> [Collected data]:
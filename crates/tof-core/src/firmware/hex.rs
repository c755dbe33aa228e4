//! Intel HEX records.
//!
//! Firmware images are shipped as Intel HEX text. Each line is
//! `:LLAAAATT<data>CC` with LL data bytes, a 16-bit address, a record type
//! and a two's-complement checksum over every byte before it.

use std::fmt::Write as _;

use byteorder::{BigEndian, ByteOrder};

#[derive(Debug, Clone, Copy, PartialEq, Eq)]
pub enum RecordType {
    Data,
    EndOfFile,
    ExtendedSegmentAddress,
    StartSegmentAddress,
    ExtendedLinearAddress,
    StartLinearAddress,
}

impl RecordType {
    pub fn code(self) -> u8 {
        match self {
            RecordType::Data => 0x00,
            RecordType::EndOfFile => 0x01,
            RecordType::ExtendedSegmentAddress => 0x02,
            RecordType::StartSegmentAddress => 0x03,
            RecordType::ExtendedLinearAddress => 0x04,
            RecordType::StartLinearAddress => 0x05,
        }
    }

    pub fn from_code(code: u8) -> Option<Self> {
        match code {
            0x00 => Some(RecordType::Data),
            0x01 => Some(RecordType::EndOfFile),
            0x02 => Some(RecordType::ExtendedSegmentAddress),
            0x03 => Some(RecordType::StartSegmentAddress),
            0x04 => Some(RecordType::ExtendedLinearAddress),
            0x05 => Some(RecordType::StartLinearAddress),
            _ => None,
        }
    }
}

#[derive(Debug, Clone, PartialEq, Eq)]
pub struct HexRecord {
    pub kind: RecordType,
    pub address: u16,
    pub data: Vec<u8>,
}

impl HexRecord {
    pub fn new(kind: RecordType, address: u16, data: Vec<u8>) -> Self {
        Self {
            kind,
            address,
            data,
        }
    }

    pub fn end_of_file() -> Self {
        Self::new(RecordType::EndOfFile, 0, Vec::new())
    }

    /// Parse one line. Surrounding whitespace must already be stripped.
    pub fn parse(line: &str) -> Result<Self, String> {
        let digits = line
            .strip_prefix(':')
            .ok_or_else(|| "missing ':' start code".to_string())?;
        if digits.len() % 2 != 0 {
            return Err("odd number of hex digits".into());
        }

        let mut bytes = Vec::with_capacity(digits.len() / 2);
        for i in (0..digits.len()).step_by(2) {
            let pair = digits
                .get(i..i + 2)
                .ok_or_else(|| "non-ASCII character".to_string())?;
            let b = u8::from_str_radix(pair, 16).map_err(|_| format!("bad hex digits '{pair}'"))?;
            bytes.push(b);
        }

        if bytes.len() < 5 {
            return Err("record too short".into());
        }
        let len = bytes[0] as usize;
        if bytes.len() != len + 5 {
            return Err(format!("length field {len} does not match record"));
        }
        let sum = bytes.iter().fold(0u8, |acc, b| acc.wrapping_add(*b));
        if sum != 0 {
            return Err("checksum mismatch".into());
        }
        let kind = RecordType::from_code(bytes[3])
            .ok_or_else(|| format!("unknown record type {:#04x}", bytes[3]))?;

        Ok(Self {
            kind,
            address: BigEndian::read_u16(&bytes[1..3]),
            data: bytes[4..4 + len].to_vec(),
        })
    }

    /// Upper address bits carried by an extended address record.
    pub fn extended_base(&self) -> Option<u32> {
        if self.data.len() != 2 {
            return None;
        }
        let value = u32::from(BigEndian::read_u16(&self.data));
        match self.kind {
            RecordType::ExtendedLinearAddress => Some(value << 16),
            RecordType::ExtendedSegmentAddress => Some(value << 4),
            _ => None,
        }
    }

    pub fn encode(&self) -> String {
        let mut raw = Vec::with_capacity(self.data.len() + 5);
        raw.push(self.data.len() as u8);
        raw.extend_from_slice(&self.address.to_be_bytes());
        raw.push(self.kind.code());
        raw.extend_from_slice(&self.data);
        let sum = raw.iter().fold(0u8, |acc, b| acc.wrapping_add(*b));
        raw.push(sum.wrapping_neg());

        let mut out = String::with_capacity(raw.len() * 2 + 1);
        out.push(':');
        for b in raw {
            let _ = write!(out, "{b:02X}");
        }
        out
    }
}

/// Render `image` as Intel HEX text loaded at `base`, `per_record` bytes
/// per data line, terminated by an end-of-file record.
pub fn encode_image(base: u32, image: &[u8], per_record: usize) -> String {
    let per_record = per_record.clamp(1, 255);
    let mut out = String::new();
    let mut upper = None;

    for (i, chunk) in image.chunks(per_record).enumerate() {
        let addr = base.wrapping_add((i * per_record) as u32);
        let hi = (addr >> 16) as u16;
        if upper != Some(hi) {
            let rec = HexRecord::new(
                RecordType::ExtendedLinearAddress,
                0,
                hi.to_be_bytes().to_vec(),
            );
            out.push_str(&rec.encode());
            out.push('\n');
            upper = Some(hi);
        }
        let rec = HexRecord::new(RecordType::Data, addr as u16, chunk.to_vec());
        out.push_str(&rec.encode());
        out.push('\n');
    }
    out.push_str(&HexRecord::end_of_file().encode());
    out.push('\n');
    out
}

#[cfg(test)]
mod tests {
    use super::*;

    #[test]
    fn test_parse_data_record() {
        let rec = HexRecord::parse(":0300300002337A1E").unwrap();
        assert_eq!(rec.kind, RecordType::Data);
        assert_eq!(rec.address, 0x0030);
        assert_eq!(rec.data, vec![0x02, 0x33, 0x7A]);
    }

    #[test]
    fn test_parse_eof_and_extended() {
        let eof = HexRecord::parse(":00000001FF").unwrap();
        assert_eq!(eof.kind, RecordType::EndOfFile);

        let ext = HexRecord::parse(":020000042000DA").unwrap();
        assert_eq!(ext.extended_base(), Some(0x2000_0000));
    }

    #[test]
    fn test_parse_rejects_bad_input() {
        assert!(HexRecord::parse("0300300002337A1E").is_err());
        assert!(HexRecord::parse(":0300300002337A1F").is_err());
        assert!(HexRecord::parse(":0400300002337A1E").is_err());
        assert!(HexRecord::parse(":00000009F7").is_err());
        assert!(HexRecord::parse(":0G").is_err());
    }

    #[test]
    fn test_encode_matches_reference() {
        let rec = HexRecord::new(RecordType::Data, 0x0030, vec![0x02, 0x33, 0x7A]);
        assert_eq!(rec.encode(), ":0300300002337A1E");
        assert_eq!(HexRecord::end_of_file().encode(), ":00000001FF");
    }

    #[test]
    fn test_encode_image_layout() {
        let text = encode_image(0x2000_0000, &[0xAA; 40], 16);
        let lines: Vec<&str> = text.lines().collect();
        // ext linear + 3 data + eof
        assert_eq!(lines.len(), 5);
        let parsed: Vec<HexRecord> = lines.iter().map(|l| HexRecord::parse(l).unwrap()).collect();
        assert_eq!(parsed[0].extended_base(), Some(0x2000_0000));
        assert_eq!(parsed[1].data.len(), 16);
        assert_eq!(parsed[3].address, 32);
        assert_eq!(parsed[3].data.len(), 8);
        assert_eq!(parsed[4].kind, RecordType::EndOfFile);
    }
}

> [THE TASK]:
The records above must be output exactly, in full.

> [RESPONSE TO THIS EXERCISE]:
filename crates/tof-core/src/firmware/hex.rs
repository c755dbe33aa228e4
//! Intel HEX records.
//!
//! Firmware images are shipped as Intel HEX text. Each line is
//! `:LLAAAATT<data>CC` with LL data bytes, a 16-bit address, a record type
//! and a two's-complement checksum over every byte before it.

use std::fmt::Write as _;

use byteorder::{BigEndian, ByteOrder};

#[derive(Debug, Clone, Copy, PartialEq, Eq)]
pub enum RecordType {
    Data,
    EndOfFile,
    ExtendedSegmentAddress,
    StartSegmentAddress,
    ExtendedLinearAddress,
    StartLinearAddress,
}

impl RecordType {
    pub fn code(self) -> u8 {
        match self {
            RecordType::Data => 0x00,
            RecordType::EndOfFile => 0x01,
            RecordType::ExtendedSegmentAddress => 0x02,
            RecordType::StartSegmentAddress => 0x03,
            RecordType::ExtendedLinearAddress => 0x04,
            RecordType::StartLinearAddress => 0x05,
        }
    }

    pub fn from_code(code: u8) -> Option<Self> {
        match code {
            0x00 => Some(RecordType::Data),
            0x01 => Some(RecordType::EndOfFile),
            0x02 => Some(RecordType::ExtendedSegmentAddress),
            0x03 => Some(RecordType::StartSegmentAddress),
            0x04 => Some(RecordType::ExtendedLinearAddress),
            0x05 => Some(RecordType::StartLinearAddress),
            _ => None,
        }
    }
}

#[derive(Debug, Clone, PartialEq, Eq)]
pub struct HexRecord {
    pub kind: RecordType,
    pub address: u16,
    pub data: Vec<u8>,
}

impl HexRecord {
    pub fn new(kind: RecordType, address: u16, data: Vec<u8>) -> Self {
        Self {
            kind,
            address,
            data,
        }
    }

    pub fn end_of_file() -> Self {
        Self::new(RecordType::EndOfFile, 0, Vec::new())
    }

    /// Parse one line. Surrounding whitespace must already be stripped.
    pub fn parse(line: &str) -> Result<Self, String> {
        let digits = line
            .strip_prefix(':')
            .ok_or_else(|| "missing ':' start code".to_string())?;
        if digits.len() % 2 != 0 {
            return Err("odd number of hex digits".into());
        }

        let mut bytes = Vec::with_capacity(digits.len() / 2);
        for i in (0..digits.len()).step_by(2) {
            let pair = digits
                .get(i..i + 2)
                .ok_or_else(|| "non-ASCII character".to_string())?;
            let b = u8::from_str_radix(pair, 16).map_err(|_| format!("bad hex digits '{pair}'"))?;
            bytes.push(b);
        }

        if bytes.len() < 5 {
            return Err("record too short".into());
        }
        let len = bytes[0] as usize;
        if bytes.len() != len + 5 {
            return Err(format!("length field {len} does not match record"));
        }
        let sum = bytes.iter().fold(0u8, |acc, b| acc.wrapping_add(*b));
        if sum != 0 {
            return Err("checksum mismatch".into());
        }
        let kind = RecordType::from_code(bytes[3])
            .ok_or_else(|| format!("unknown record type {:#04x}", bytes[3]))?;

        Ok(Self {
            kind,
            address: BigEndian::read_u16(&bytes[1..3]),
            data: bytes[4..4 + len].to_vec(),
        })
    }

    /// Upper address bits carried by an extended address record.
    pub fn extended_base(&self) -> Option<u32> {
        if self.data.len() != 2 {
            return None;
        }
        let value = u32::from(BigEndian::read_u16(&self.data));
        match self.kind {
            RecordType::ExtendedLinearAddress => Some(value << 16),
            RecordType::ExtendedSegmentAddress => Some(value << 4),
            _ => None,
        }
    }

    pub fn encode(&self) -> String {
        let mut raw = Vec::with_capacity(self.data.len() + 5);
        raw.push(self.data.len() as u8);
        raw.extend_from_slice(&self.address.to_be_bytes());
        raw.push(self.kind.code());
        raw.extend_from_slice(&self.data);
        let sum = raw.iter().fold(0u8, |acc, b| acc.wrapping_add(*b));
        raw.push(sum.wrapping_neg());

        let mut out = String::with_capacity(raw.len() * 2 + 1);
        out.push(':');
        for b in raw {
            let _ = write!(out, "{b:02X}");
        }
        out
    }
}

/// Render `image` as Intel HEX text loaded at `base`, `per_record` bytes
/// per data line, terminated by an end-of-file record.
pub fn encode_image(base: u32, image: &[u8], per_record: usize) -> String {
    let per_record = per_record.clamp(1, 255);
    let mut out = String::new();
    let mut upper = None;

    for (i, chunk) in image.chunks(per_record).enumerate() {
        let addr = base.wrapping_add((i * per_record) as u32);
        let hi = (addr >> 16) as u16;
        if upper != Some(hi) {
            let rec = HexRecord::new(
                RecordType::ExtendedLinearAddress,
                0,
                hi.to_be_bytes().to_vec(),
            );
            out.push_str(&rec.encode());
            out.push('\n');
            upper = Some(hi);
        }
        let rec = HexRecord::new(RecordType::Data, addr as u16, chunk.to_vec());
        out.push_str(&rec.encode());
        out.push('\n');
    }
    out.push_str(&HexRecord::end_of_file().encode());
    out.push('\n');
    out
}

#[cfg(test)]
mod tests {
    use super::*;

    #[test]
    fn test_parse_data_record() {
        let rec = HexRecord::parse(":0300300002337A1E").unwrap();
        assert_eq!(rec.kind, RecordType::Data);
        assert_eq!(rec.address, 0x0030);
        assert_eq!(rec.data, vec![0x02, 0x33, 0x7A]);
    }

    #[test]
    fn test_parse_eof_and_extended() {
        let eof = HexRecord::parse(":00000001FF").unwrap();
        assert_eq!(eof.kind, RecordType::EndOfFile);

        let ext = HexRecord::parse(":020000042000DA").unwrap();
        assert_eq!(ext.extended_base(), Some(0x2000_0000));
    }

    #[test]
    fn test_parse_rejects_bad_input() {
        assert!(HexRecord::parse("0300300002337A1E").is_err());
        assert!(HexRecord::parse(":0300300002337A1F").is_err());
        assert!(HexRecord::parse(":0400300002337A1E").is_err());
        assert!(HexRecord::parse(":00000009F7").is_err());
        assert!(HexRecord::parse(":0G").is_err());
    }

    #[test]
    fn test_encode_matches_reference() {
        let rec = HexRecord::new(RecordType::Data, 0x0030, vec![0x02, 0x33, 0x7A]);
        assert_eq!(rec.encode(), ":0300300002337A1E");
        assert_eq!(HexRecord::end_of_file().encode(), ":00000001FF");
    }

    #[test]
    fn test_encode_image_layout() {
        let text = encode_image(0x2000_0000, &[0xAA; 40], 16);
        let lines: Vec<&str> = text.lines().collect();
        // ext linear + 3 data + eof
        assert_eq!(lines.len(), 5);
        let parsed: Vec<HexRecord> = lines.iter().map(|l| HexRecord::parse(l).unwrap()).collect();
        assert_eq!(parsed[0].extended_base(), Some(0x2000_0000));
        assert_eq!(parsed[1].data.len(), 16);
        assert_eq!(parsed[3].address, 32);
        assert_eq!(parsed[3].data.len(), 8);
        assert_eq!(parsed[4].kind, RecordType::EndOfFile);
    }
}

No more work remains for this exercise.